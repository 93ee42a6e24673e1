//! # Coin ledger
//!
//! The only code allowed to move coins. A coin's location is its membership in exactly one
//! collection (a cache or the inventory); there is no side index to keep in sync.
//!
//! Ordering contract: the source keeps the relative order of its remaining coins and the
//! destination appends. Taking a coin and placing it back therefore restores the cache's set
//! of coins but moves that coin to the end.

use std::collections::{BTreeMap, HashSet};

use crate::cache_store::CacheStore;
use crate::error::LedgerError;
use crate::luck::{initial_top_serial, Luck};
use crate::models::{Cell, CoinLocation, Geocache, Geocoin, Inventory};

/// A collection coins can be moved into and out of.
pub trait CoinContainer {
    fn coins(&self) -> &[Geocoin];
    fn coins_mut(&mut self) -> &mut Vec<Geocoin>;
    fn location(&self) -> CoinLocation;

    fn position_of(&self, coin: &Geocoin) -> Option<usize> {
        self.coins().iter().position(|c| c == coin)
    }
}

impl CoinContainer for Geocache {
    fn coins(&self) -> &[Geocoin] {
        &self.coins
    }

    fn coins_mut(&mut self) -> &mut Vec<Geocoin> {
        &mut self.coins
    }

    fn location(&self) -> CoinLocation {
        CoinLocation::Cache(self.cell)
    }
}

impl CoinContainer for Inventory {
    fn coins(&self) -> &[Geocoin] {
        &self.coins
    }

    fn coins_mut(&mut self) -> &mut Vec<Geocoin> {
        &mut self.coins
    }

    fn location(&self) -> CoinLocation {
        CoinLocation::Inventory
    }
}

fn not_found(coin: Geocoin, location: CoinLocation) -> LedgerError {
    match location {
        CoinLocation::Cache(cell) => LedgerError::CoinNotInCache { coin, cell },
        CoinLocation::Inventory => LedgerError::CoinNotInInventory { coin },
    }
}

/// Moves `coin` from `source` to the end of `target`. Fails without touching either side when
/// the coin is not in `source`, or when it is somehow already in `target`.
pub fn transfer_coin<S, T>(coin: &Geocoin, source: &mut S, target: &mut T) -> Result<(), LedgerError>
where
    S: CoinContainer + ?Sized,
    T: CoinContainer + ?Sized,
{
    let index = source
        .position_of(coin)
        .ok_or_else(|| not_found(*coin, source.location()))?;
    if target.position_of(coin).is_some() {
        return Err(LedgerError::DuplicateCoin { coin: *coin });
    }
    let moved = source.coins_mut().remove(index);
    target.coins_mut().push(moved);
    Ok(())
}

/// Cache to inventory.
pub fn take_coin(coin: &Geocoin, from_cache: &mut Geocache, inventory: &mut Inventory) -> Result<(), LedgerError> {
    transfer_coin(coin, from_cache, inventory)?;
    log::info!("[Ledger] Took coin {} from cache {}", coin, from_cache.cell);
    Ok(())
}

/// Inventory to cache.
pub fn place_coin(coin: &Geocoin, to_cache: &mut Geocache, inventory: &mut Inventory) -> Result<(), LedgerError> {
    transfer_coin(coin, inventory, to_cache)?;
    log::info!("[Ledger] Placed coin {} into cache {}", coin, to_cache.cell);
    Ok(())
}

/// Finds where a coin currently is.
pub fn locate(coin: &Geocoin, store: &CacheStore, inventory: &Inventory) -> Option<CoinLocation> {
    if inventory.contains(coin) {
        return Some(CoinLocation::Inventory);
    }
    store
        .iter()
        .find(|cache| cache.contains(coin))
        .map(|cache| CoinLocation::Cache(cache.cell))
}

/// Verifies conservation across every cache and the inventory.
///
/// For each generated cell the minted serials are re-derived from `luck`; exactly those coins
/// must exist, each in one place. Coins whose origin cell was never generated are rejected.
pub fn audit<L: Luck + ?Sized>(store: &CacheStore, inventory: &Inventory, luck: &L) -> Result<(), LedgerError> {
    let mut seen: HashSet<Geocoin> = HashSet::new();
    let mut per_origin: BTreeMap<Cell, usize> = BTreeMap::new();

    let all_coins = store.iter().flat_map(|cache| cache.coins().iter()).chain(inventory.coins());
    for coin in all_coins {
        if !seen.insert(*coin) {
            return Err(LedgerError::DuplicateCoin { coin: *coin });
        }
        if !store.contains(&coin.cell) {
            return Err(LedgerError::UnknownOrigin { coin: *coin });
        }
        let top_serial = initial_top_serial(luck, &coin.cell, store.max_coins_per_cell());
        if coin.serial > top_serial {
            return Err(LedgerError::ConservationViolated {
                cell: coin.cell,
                expected: top_serial as usize + 1,
                found: coin.serial as usize + 1,
            });
        }
        *per_origin.entry(coin.cell).or_insert(0) += 1;
    }

    for cache in store.iter() {
        let expected = initial_top_serial(luck, &cache.cell, store.max_coins_per_cell()) as usize + 1;
        let found = per_origin.get(&cache.cell).copied().unwrap_or(0);
        if found != expected {
            return Err(LedgerError::ConservationViolated {
                cell: cache.cell,
                expected,
                found,
            });
        }
    }
    Ok(())
}

#[cfg(test)]
mod tests {
    use super::*;
    use crate::cache_store::generate_cache;
    use crate::luck::luck;
    use proptest::prelude::*;

    fn cell() -> Cell {
        Cell::from_units(369_995, -1_220_533)
    }

    fn cache() -> Geocache {
        generate_cache(cell(), &|_: &str| 0.35, 10)
    }

    #[test]
    fn take_moves_coin_to_inventory() {
        let mut cache = cache();
        let mut inventory = Inventory::new();
        let coin = Geocoin::new(cell(), 1);
        take_coin(&coin, &mut cache, &mut inventory).unwrap();
        assert!(!cache.contains(&coin));
        assert_eq!(inventory.coins(), &[coin]);
        let serials: Vec<u32> = cache.coins().iter().map(|c| c.serial).collect();
        assert_eq!(serials, vec![0, 2, 3]);
    }

    #[test]
    fn take_then_place_restores_set_and_appends() {
        let mut cache = cache();
        let before = cache.clone();
        let mut inventory = Inventory::new();
        let coin = Geocoin::new(cell(), 0);
        take_coin(&coin, &mut cache, &mut inventory).unwrap();
        place_coin(&coin, &mut cache, &mut inventory).unwrap();
        assert!(inventory.is_empty());
        let mut restored = cache.coins().to_vec();
        assert_eq!(restored.last(), Some(&coin));
        restored.sort();
        assert_eq!(restored, before.coins());
    }

    #[test]
    fn take_of_missing_coin_is_a_no_op() {
        let mut cache = cache();
        let before = cache.clone();
        let mut inventory = Inventory::new();
        let stranger = Geocoin::new(cell(), 9);
        let err = take_coin(&stranger, &mut cache, &mut inventory).unwrap_err();
        assert_eq!(err, LedgerError::CoinNotInCache { coin: stranger, cell: cell() });
        assert_eq!(cache, before);
        assert!(inventory.is_empty());
    }

    #[test]
    fn place_of_coin_not_held_is_a_no_op() {
        let mut cache = cache();
        let before = cache.clone();
        let mut inventory = Inventory::new();
        let coin = Geocoin::new(cell(), 0);
        let err = place_coin(&coin, &mut cache, &mut inventory).unwrap_err();
        assert_eq!(err, LedgerError::CoinNotInInventory { coin });
        assert_eq!(cache, before);
    }

    #[test]
    fn transfer_refuses_to_duplicate() {
        let coin = Geocoin::new(cell(), 0);
        let mut cache = cache();
        let mut inventory = Inventory::from_coins(vec![coin]);
        let err = take_coin(&coin, &mut cache, &mut inventory).unwrap_err();
        assert_eq!(err, LedgerError::DuplicateCoin { coin });
        assert_eq!(inventory.len(), 1);
        assert_eq!(cache.len(), 4);
    }

    #[test]
    fn locate_follows_membership() {
        let mut store = CacheStore::new(10);
        let mut inventory = Inventory::new();
        store.cache_for_cell(cell(), &|_: &str| 0.35);
        let coin = Geocoin::new(cell(), 2);
        assert_eq!(locate(&coin, &store, &inventory), Some(CoinLocation::Cache(cell())));
        take_coin(&coin, store.get_mut(&cell()).unwrap(), &mut inventory).unwrap();
        assert_eq!(locate(&coin, &store, &inventory), Some(CoinLocation::Inventory));
        assert_eq!(locate(&Geocoin::new(cell(), 99), &store, &inventory), None);
    }

    #[test]
    fn audit_detects_lost_and_foreign_coins() {
        let mut store = CacheStore::new(10);
        let mut inventory = Inventory::new();
        store.cache_for_cell(cell(), &luck);
        assert_eq!(audit(&store, &inventory, &luck), Ok(()));

        let coin = Geocoin::new(cell(), 0);
        take_coin(&coin, store.get_mut(&cell()).unwrap(), &mut inventory).unwrap();
        assert_eq!(audit(&store, &inventory, &luck), Ok(()));

        inventory.coins.clear();
        assert!(matches!(
            audit(&store, &inventory, &luck),
            Err(LedgerError::ConservationViolated { .. })
        ));

        let foreign = Geocoin::new(cell().offset(50, 50), 0);
        inventory.coins = vec![coin, foreign];
        assert_eq!(audit(&store, &inventory, &luck), Err(LedgerError::UnknownOrigin { coin: foreign }));
    }

    proptest! {
        #[test]
        fn prop_random_transfers_conserve_coins(moves in proptest::collection::vec((0usize..3, 0usize..12, any::<bool>()), 0..60)) {
            let cells = [cell(), cell().offset(1, 0), cell().offset(0, 1)];
            let mut store = CacheStore::new(10);
            for c in cells {
                store.cache_for_cell(c, &luck);
            }
            let minted = store.total_coins();
            let mut inventory = Inventory::new();

            for (cache_index, coin_index, taking) in moves {
                let target = cells[cache_index];
                if taking {
                    let cache = store.get_mut(&target).unwrap();
                    if let Some(coin) = cache.coins().get(coin_index % (cache.len().max(1))).copied() {
                        take_coin(&coin, cache, &mut inventory).unwrap();
                    }
                } else if !inventory.is_empty() {
                    let coin = inventory.coins()[coin_index % inventory.len()];
                    place_coin(&coin, store.get_mut(&target).unwrap(), &mut inventory).unwrap();
                }
                prop_assert_eq!(store.total_coins() + inventory.len(), minted);
                prop_assert_eq!(audit(&store, &inventory, &luck), Ok(()));
            }
        }
    }
}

**Exercise**
Set down the lines of the records exactly, from the first one through the line containing "CoinLocation::Cache(cell) => LedgerError::CoinNotInCache", and add nothing else.

**Task result**
repository 93ee42a6e24673e1
//! # Coin ledger
//!
//! The only code allowed to move coins. A coin's location is its membership in exactly one
//! collection (a cache or the inventory); there is no side index to keep in sync.
//!
//! Ordering contract: the source keeps the relative order of its remaining coins and the
//! destination appends. Taking a coin and placing it back therefore restores the cache's set
//! of coins but moves that coin to the end.

use std::collections::{BTreeMap, HashSet};

use crate::cache_store::CacheStore;
use crate::error::LedgerError;
use crate::luck::{initial_top_serial, Luck};
use crate::models::{Cell, CoinLocation, Geocache, Geocoin, Inventory};

/// A collection coins can be moved into and out of.
pub trait CoinContainer {
    fn coins(&self) -> &[Geocoin];
    fn coins_mut(&mut self) -> &mut Vec<Geocoin>;
    fn location(&self) -> CoinLocation;

    fn position_of(&self, coin: &Geocoin) -> Option<usize> {
        self.coins().iter().position(|c| c == coin)
    }
}

impl CoinContainer for Geocache {
    fn coins(&self) -> &[Geocoin] {
        &self.coins
    }

    fn coins_mut(&mut self) -> &mut Vec<Geocoin> {
        &mut self.coins
    }

    fn location(&self) -> CoinLocation {
        CoinLocation::Cache(self.cell)
    }
}

impl CoinContainer for Inventory {
    fn coins(&self) -> &[Geocoin] {
        &self.coins
    }

    fn coins_mut(&mut self) -> &mut Vec<Geocoin> {
        &mut self.coins
    }

    fn location(&self) -> CoinLocation {
        CoinLocation::Inventory
    }
}

fn not_found(coin: Geocoin, location: CoinLocation) -> LedgerError {
    match location {
        CoinLocation::Cache(cell) => LedgerError::CoinNotInCache { coin, cell },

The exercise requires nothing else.